My large list is a list of 10 dataframes, all with 10 unique variables and one shared variable, with over 1000 rows for each dataframe:

df1:

ID, V2, V3, etc.

df2:

ID, V2_2, V3_2, etc.

and so forth.

All of these dataframes are contained within the same large list. How can I subset all of these dataframes within that large list simultaneously, such that they only include observations where ID > 100? Similarly, how can I order all of these dataframes simultaneously by the ID column, so that I can then bind them horizontally?

This seems to be the only way to have the dataframes merge, because merging the dataframes by ID directly does not appear to work, since the size of the dataframes (even though IDs are all the same for each dataframe, and each ID is unique) causes my R to freeze.

3
  • 2
    10 x 10 x 1000's shouldn't make R crashing.

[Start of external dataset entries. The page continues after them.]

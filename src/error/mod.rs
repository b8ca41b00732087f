// Author: Eshan Roy
// SPDX-License-Identifier: MIT

//! Error types for merge-checks.
//!
//! Policy violations are not errors: they are reported through
//! [`CheckResult`](crate::checks::CheckResult). Everything in here is fatal
//! for the current run.

use std::path::PathBuf;
use thiserror::Error;

/// The main error type for merge-checks operations.
#[derive(Error, Debug)]
pub enum MergeCheckError {
    // Configuration errors
    #[error("Configuration error: {0}")]
    Config(#[from] ConfigError),

    // Git errors
    #[error("Git error: {0}")]
    Git(#[from] GitError),

    // Hosting API errors
    #[error("Hosting API error: {0}")]
    Hosting(#[from] HostingError),

    // IO errors
    #[error("IO error: {0}")]
    Io(#[from] std::io::Error),
}

/// Configuration-related errors.
#[derive(Error, Debug)]
pub enum ConfigError {
    #[error("Configuration file not found: {path}")]
    NotFound { path: PathBuf },

    #[error("Failed to parse configuration: {message}")]
    ParseError { message: String },

    #[error("Invalid configuration value for '{key}': {message}")]
    InvalidValue { key: String, message: String },

    #[error("Configuration file already exists: {path}")]
    AlreadyExists { path: PathBuf },
}

/// Git-related errors.
#[derive(Error, Debug)]
pub enum GitError {
    #[error("Not a git repository")]
    NotARepository,

    #[error("Failed to open repository: {message}")]
    OpenFailed { message: String },

    #[error("Invalid commit reference: {reference}")]
    InvalidReference { reference: String },

    #[error("Failed to walk history: {message}")]
    WalkFailed { message: String },

    #[error("Git command failed: {command} - {message}")]
    CommandFailed { command: String, message: String },
}

/// Hosting platform (REST API) errors.
#[derive(Error, Debug)]
pub enum HostingError {
    #[error("Request to {url} failed: {message}")]
    Transport { url: String, message: String },

    #[error("Authentication rejected by {url} (HTTP {status})")]
    Unauthorized { url: String, status: u16 },

    #[error("Not found: {url}")]
    NotFound { url: String },

    #[error("Unexpected response from {url} (HTTP {status}): {message}")]
    UnexpectedStatus {
        url: String,
        status: u16,
        message: String,
    },

    #[error("Failed to decode response from {url}: {message}")]
    Decode { url: String, message: String },
}

/// Result type alias for merge-checks operations.
pub type Result<T> = std::result::Result<T, MergeCheckError>;
// Author: Eshan Roy
// SPDX-License-Identifier: MIT

//! Git command wrappers for fetching.
//!
//! libgit2 cannot deepen a shallow clone, so fetches go through the git
//! binary with the repository's own remote configuration and credentials.

use crate::error::{GitError, MergeCheckError, Result};
use std::path::Path;
use std::process::Command;

/// Fetch only the tip of `reference` from `remote`.
pub fn fetch_head_only(workdir: &Path, remote: &str, reference: &str) -> Result<()> {
    tracing::info!("Fetching {} from {}...", reference, remote);
    run_git(workdir, &["fetch", "--depth=1", remote, reference])
}

/// Fetch the complete history of a shallow clone.
pub fn fetch_full_history(workdir: &Path) -> Result<()> {
    tracing::info!("Fetching full history...");
    run_git(workdir, &["fetch", "--unshallow"])
}

fn run_git(workdir: &Path, args: &[&str]) -> Result<()> {
    let command = format!("git {}", args.join(" "));
    tracing::debug!("Running `{}` in {:?}", command, workdir);

    let output = Command::new("git")
        .args(args)
        .current_dir(workdir)
        .output()
        .map_err(|e| {
            MergeCheckError::Git(GitError::CommandFailed {
                command: command.clone(),
                message: format!("Failed to run git: {}", e),
            })
        })?;

    if !output.status.success() {
        let stderr = String::from_utf8_lossy(&output.stderr);
        return Err(MergeCheckError::Git(GitError::CommandFailed {
            command,
            message: stderr.trim().to_string(),
        }));
    }

    Ok(())
}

Can you add the code you tried to use and an example of your data? Commented Aug 1, 2022 at 17:49
  • @harre unfortunately, I cannot provide the data, but I have tried various types of merging codes, including merge <- Reduce(function(x, y) merge(x, y, by = "ID"), list) or manually doing it in sequence like: merge <- merge(list[1],list[2], by='ID') %>% merge(., list[3], by='ID') %>% etc. Commented Aug 1, 2022 at 17:53
  • To get good answers then, you might consider: stackoverflow.com/questions/5963269/… Commented Aug 1, 2022 at 18:02

2 Answers 2

4

Try the following. Untested, since there are no test data.

1. Filter and sort

Filter ID > 100 and sort by ID.

df_list <- lapply(df_list, \(x) {
  x <- x[x$ID > 100, ]
  x[order(x$ID), ]
})

2. Merge the data.frames

This is the complicated part. The code below creates a result data.frame df_all and then puts each data.frame in df_list in its place by matching the id's. This is probably faster and no merge and Reduce function calls are needed.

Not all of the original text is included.